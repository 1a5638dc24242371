//! The worker pool: owns the shared queues, the stack pool, and the
//! worker threads themselves.
//!
//! Grounded on `WorkerPool`/`TaskWorker` in `worker_pool.rs` for the shape
//! (a builder, a bag of threads, shared state behind an `Arc`), and on
//! `threadpool.c`'s `tpool_init`/`tpool_enqueue`/`tpool_close` for the exact
//! contract: `task_count` tracked under a mutex/condvar, `close` draining
//! before unblocking the queue, a secondary result queue, and a sentinel
//! enqueue-destination instead of work-stealing or priorities (both
//! explicitly out of scope here).

use crate::error::{Error, Result};
use crate::handle::{JoinHandle, RawHandle};
use crate::queue::Queue;
use crate::stack::StackPool;
use crate::task::{BoxedWork, Destination, ResultQueue, Task};
use crate::worker;
use parking_lot::{Condvar, Mutex};
use std::any::Any;
use std::sync::Arc;
use std::time::Instant;

const DEFAULT_WORKERS: usize = 16;
const DEFAULT_STACK_SIZE: usize = 64 * 1024;

/// Configures and builds a [`Pool`].
#[derive(Debug, Clone)]
pub struct Builder {
    workers: usize,
    stack_size: usize,
    pre_allocated: usize,
    preferred_stacks: usize,
}

impl Default for Builder {
    fn default() -> Self {
        Self {
            workers: 0,
            stack_size: DEFAULT_STACK_SIZE,
            pre_allocated: 0,
            preferred_stacks: DEFAULT_WORKERS,
        }
    }
}

impl Builder {
    /// Starts from the defaults: `16` workers, `64 KiB` task stacks.
    pub fn new() -> Self {
        Self::default()
    }

    /// Number of worker threads. `0` selects the default of 16, matching
    /// `tpool_init`'s `size == 0` rule rather than `num_cpus::get()` — a
    /// cooperative scheduler's worker count is a concurrency budget for
    /// blocking syscalls and in-flight tasks, not a core count.
    pub fn workers(mut self, workers: usize) -> Self {
        self.workers = workers;
        self
    }

    /// Size in bytes of each task's stack. 64 KiB is the smaller of the two
    /// values the source uses across its variants; pick 512 KiB (or more)
    /// for deeply recursive workloads.
    pub fn stack_size(mut self, bytes: usize) -> Self {
        self.stack_size = bytes;
        self
    }

    /// How many task stacks to allocate eagerly at startup.
    pub fn pre_allocated_stacks(mut self, count: usize) -> Self {
        self.pre_allocated = count;
        self
    }

    /// High-water mark above which a released stack is freed instead of
    /// kept in the free list.
    pub fn preferred_stacks(mut self, count: usize) -> Self {
        self.preferred_stacks = count;
        self
    }

    /// Spawns the worker threads and returns the running pool.
    pub fn build(self) -> Result<Pool> {
        let workers = if self.workers == 0 {
            DEFAULT_WORKERS
        } else {
            self.workers
        };

        let stacks = StackPool::new(self.stack_size, self.pre_allocated, self.preferred_stacks)?;
        let inner = Arc::new(PoolInner {
            ready: Queue::new(),
            results: Arc::new(Queue::new()),
            stacks: Mutex::new(stacks),
            sleeping: Mutex::new(Vec::new()),
            task_count: Mutex::new(0),
            task_count_zero: Condvar::new(),
        });

        log::info!("starting {workers} worker threads, {} byte stacks", self.stack_size);
        let mut handles = Vec::with_capacity(workers);
        for id in 0..workers {
            let inner = inner.clone();
            let handle = std::thread::Builder::new()
                .name(format!("coropool-worker-{id}"))
                .spawn(move || worker::run(inner))
                .map_err(Error::InitFailure)?;
            handles.push(handle);
        }

        Ok(Pool {
            inner,
            workers: Mutex::new(handles),
        })
    }
}

/// State shared between every worker thread in a [`Pool`].
pub(crate) struct PoolInner {
    pub(crate) ready: Queue<Task>,
    pub(crate) results: Arc<ResultQueue>,
    pub(crate) stacks: Mutex<StackPool>,
    sleeping: Mutex<Vec<(Instant, Task)>>,
    task_count: Mutex<usize>,
    task_count_zero: Condvar,
}

impl PoolInner {
    fn task_started(&self) {
        *self.task_count.lock() += 1;
    }

    pub(crate) fn task_finished(&self) {
        let mut count = self.task_count.lock();
        *count = count.saturating_sub(1);
        if *count == 0 {
            self.task_count_zero.notify_all();
        }
    }

    fn wait_for_drain(&self) {
        let mut count = self.task_count.lock();
        while *count != 0 {
            self.task_count_zero.wait(&mut count);
        }
    }

    /// Moves every sleeper whose deadline has passed onto the ready queue.
    pub(crate) fn promote_ready_sleepers(&self) {
        let now = Instant::now();
        let mut sleeping = self.sleeping.lock();
        let mut i = 0;
        while i < sleeping.len() {
            if sleeping[i].0 <= now {
                let (_, task) = sleeping.swap_remove(i);
                self.ready.enqueue(task);
            } else {
                i += 1;
            }
        }
    }

    /// The soonest wake time among parked sleepers, if any, so a worker
    /// with nothing ready can bound its wait instead of blocking past it.
    pub(crate) fn next_wake(&self) -> Option<Instant> {
        self.sleeping.lock().iter().map(|(at, _)| *at).min()
    }

    pub(crate) fn sleep_until(&self, task: Task, wake_at: Instant) {
        self.sleeping.lock().push((wake_at, task));
    }
}

/// A running pool of worker threads, each executing cooperatively scheduled
/// tasks from the same shared queue.
pub struct Pool {
    inner: Arc<PoolInner>,
    workers: Mutex<Vec<std::thread::JoinHandle<()>>>,
}

impl Pool {
    /// Starts a pool with `workers` threads (`0` for the default of 16).
    pub fn new(workers: usize) -> Result<Self> {
        Builder::new().workers(workers).build()
    }

    fn enqueue(&self, work: BoxedWork, destination: Destination) -> Result<()> {
        let mut task = Task::new(work, destination);
        let stack = self.inner.stacks.lock().acquire()?;
        task.stack = Some(stack);
        self.inner.task_started();
        self.inner.ready.enqueue(task);
        Ok(())
    }

    /// Enqueues `work` and returns a handle to its eventual result.
    pub fn spawn<F, T>(&self, work: F) -> Result<JoinHandle<T>>
    where
        F: FnOnce() -> T + Send + 'static,
        T: Send + 'static,
    {
        let raw = RawHandle::new();
        self.enqueue(erase(work), Destination::Handle(raw.clone()))?;
        Ok(JoinHandle::new(raw))
    }

    /// Enqueues `work`; its result is later retrieved with
    /// [`dequeue_result`](Self::dequeue_result) instead of through a handle.
    pub fn spawn_queued<F, T>(&self, work: F) -> Result<()>
    where
        F: FnOnce() -> T + Send + 'static,
        T: Send + 'static,
    {
        self.enqueue(erase(work), Destination::QueueResult(self.inner.results.clone()))
    }

    /// Enqueues `work`; its result, if any, is dropped on completion.
    pub fn spawn_discard<F, T>(&self, work: F) -> Result<()>
    where
        F: FnOnce() -> T + Send + 'static,
        T: Send + 'static,
    {
        self.enqueue(erase(work), Destination::Discard)
    }

    /// Pops the next result from the queued-result channel, blocking until
    /// one is available. Panics if the popped value isn't a `T` — callers
    /// must agree out of band on what type `spawn_queued` tasks return.
    pub fn dequeue_result<T: Send + 'static>(&self) -> Option<T> {
        self.inner
            .results
            .dequeue()
            .map(|boxed| *boxed.downcast::<T>().expect("queued result type mismatch"))
    }

    /// Runs `f` over every item of `items` concurrently on this pool and
    /// collects the results in input order. A direct generalization of the
    /// `tpool_map` stub in `threadpool.c`, which the source never finished
    /// implementing.
    pub fn map<I, F, T, R>(&self, items: I, f: F) -> Result<Vec<R>>
    where
        I: IntoIterator<Item = T>,
        F: Fn(T) -> R + Send + Sync + 'static,
        T: Send + 'static,
        R: Send + 'static,
    {
        let f = Arc::new(f);
        let handles = items
            .into_iter()
            .map(|item| {
                let f = f.clone();
                self.spawn(move || f(item))
            })
            .collect::<Result<Vec<_>>>()?;
        Ok(handles.into_iter().map(JoinHandle::join).collect())
    }

    /// Waits for every outstanding task to finish, then unblocks the queue
    /// and joins every worker thread. If `get_results` is true, returns
    /// every value still sitting in the queued-result channel, in FIFO
    /// order; otherwise returns an empty vector.
    pub fn close(self, get_results: bool) -> Vec<Box<dyn Any + Send>> {
        self.inner.wait_for_drain();
        self.inner.ready.unblock();
        self.inner.results.unblock();

        for handle in self.workers.into_inner() {
            let _ = handle.join();
        }

        if get_results {
            self.inner.results.drain_ordered()
        } else {
            Vec::new()
        }
    }
}

fn erase<F, T>(work: F) -> BoxedWork
where
    F: FnOnce() -> T + Send + 'static,
    T: Send + 'static,
{
    Box::new(move || -> Box<dyn Any + Send> { Box::new(work()) })
}

#[cfg(test)]
mod tests {
    use super::*;
    use std::sync::atomic::{AtomicUsize, Ordering};

    #[test]
    fn multiply_via_handle() {
        let pool = Pool::new(2).unwrap();
        let handle = pool.spawn(|| 10 * 20).unwrap();
        assert_eq!(handle.join(), 200);
        pool.close(false);
    }

    #[test]
    fn fibonacci_on_a_single_worker() {
        fn fib(pool: Arc<Pool>, n: u64) -> u64 {
            if n <= 1 {
                return n;
            }
            let a = pool.spawn({
                let pool = pool.clone();
                move || fib(pool, n - 1)
            });
            let b = pool.spawn({
                let pool = pool.clone();
                move || fib(pool, n - 2)
            });
            a.unwrap().join() + b.unwrap().join()
        }

        let pool = Arc::new(Pool::new(1).unwrap());
        assert_eq!(fib(pool.clone(), 10), 55);
        assert_eq!(Arc::strong_count(&pool), 1);
        Arc::try_unwrap(pool).unwrap().close(false);
    }

    #[test]
    fn fibonacci_across_several_workers() {
        // Same recursive shape as `fibonacci_on_a_single_worker`, but with
        // enough workers that a task spawned on one thread routinely yields
        // (via `join`'s worker wait path) and is resumed on another. This is
        // the case that actually exercises thread migration across a switch,
        // as opposed to the single-worker test where the resuming thread is
        // always the same one that suspended.
        fn fib(pool: Arc<Pool>, n: u64) -> u64 {
            if n <= 1 {
                return n;
            }
            let a = pool.spawn({
                let pool = pool.clone();
                move || fib(pool, n - 1)
            });
            let b = pool.spawn({
                let pool = pool.clone();
                move || fib(pool, n - 2)
            });
            a.unwrap().join() + b.unwrap().join()
        }

        let pool = Arc::new(Pool::new(4).unwrap());
        assert_eq!(fib(pool.clone(), 13), 233);
        assert_eq!(Arc::strong_count(&pool), 1);
        Arc::try_unwrap(pool).unwrap().close(false);
    }

    #[test]
    fn queued_results_are_a_permutation() {
        let pool = Pool::new(4).unwrap();
        for i in 0..100u32 {
            pool.spawn_queued(move || i).unwrap();
        }
        let results = pool.close(true);
        let mut values: Vec<u32> = results
            .into_iter()
            .map(|boxed| *boxed.downcast::<u32>().unwrap())
            .collect();
        values.sort_unstable();
        assert_eq!(values, (0..100).collect::<Vec<_>>());
    }

    #[test]
    fn discarded_task_runs_but_produces_nothing_observable() {
        let pool = Pool::new(2).unwrap();
        let ran = Arc::new(AtomicUsize::new(0));
        let ran2 = ran.clone();
        pool.spawn_discard(move || {
            ran2.fetch_add(1, Ordering::SeqCst);
        })
        .unwrap();
        pool.close(false);
        assert_eq!(ran.load(Ordering::SeqCst), 1);
    }
}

Goal of the exercise: Copy out each line of the data above, exactly, if it lies between the line holding "pub(crate) fn task_finished(&self)" and the line holding "so a worker", inclusive; copy no other line.

Problem solution:
    pub(crate) fn task_finished(&self) {
        let mut count = self.task_count.lock();
        *count = count.saturating_sub(1);
        if *count == 0 {
            self.task_count_zero.notify_all();
        }
    }

    fn wait_for_drain(&self) {
        let mut count = self.task_count.lock();
        while *count != 0 {
            self.task_count_zero.wait(&mut count);
        }
    }

    /// Moves every sleeper whose deadline has passed onto the ready queue.
    pub(crate) fn promote_ready_sleepers(&self) {
        let now = Instant::now();
        let mut sleeping = self.sleeping.lock();
        let mut i = 0;
        while i < sleeping.len() {
            if sleeping[i].0 <= now {
                let (_, task) = sleeping.swap_remove(i);
                self.ready.enqueue(task);
            } else {
                i += 1;
            }
        }
    }

    /// The soonest wake time among parked sleepers, if any, so a worker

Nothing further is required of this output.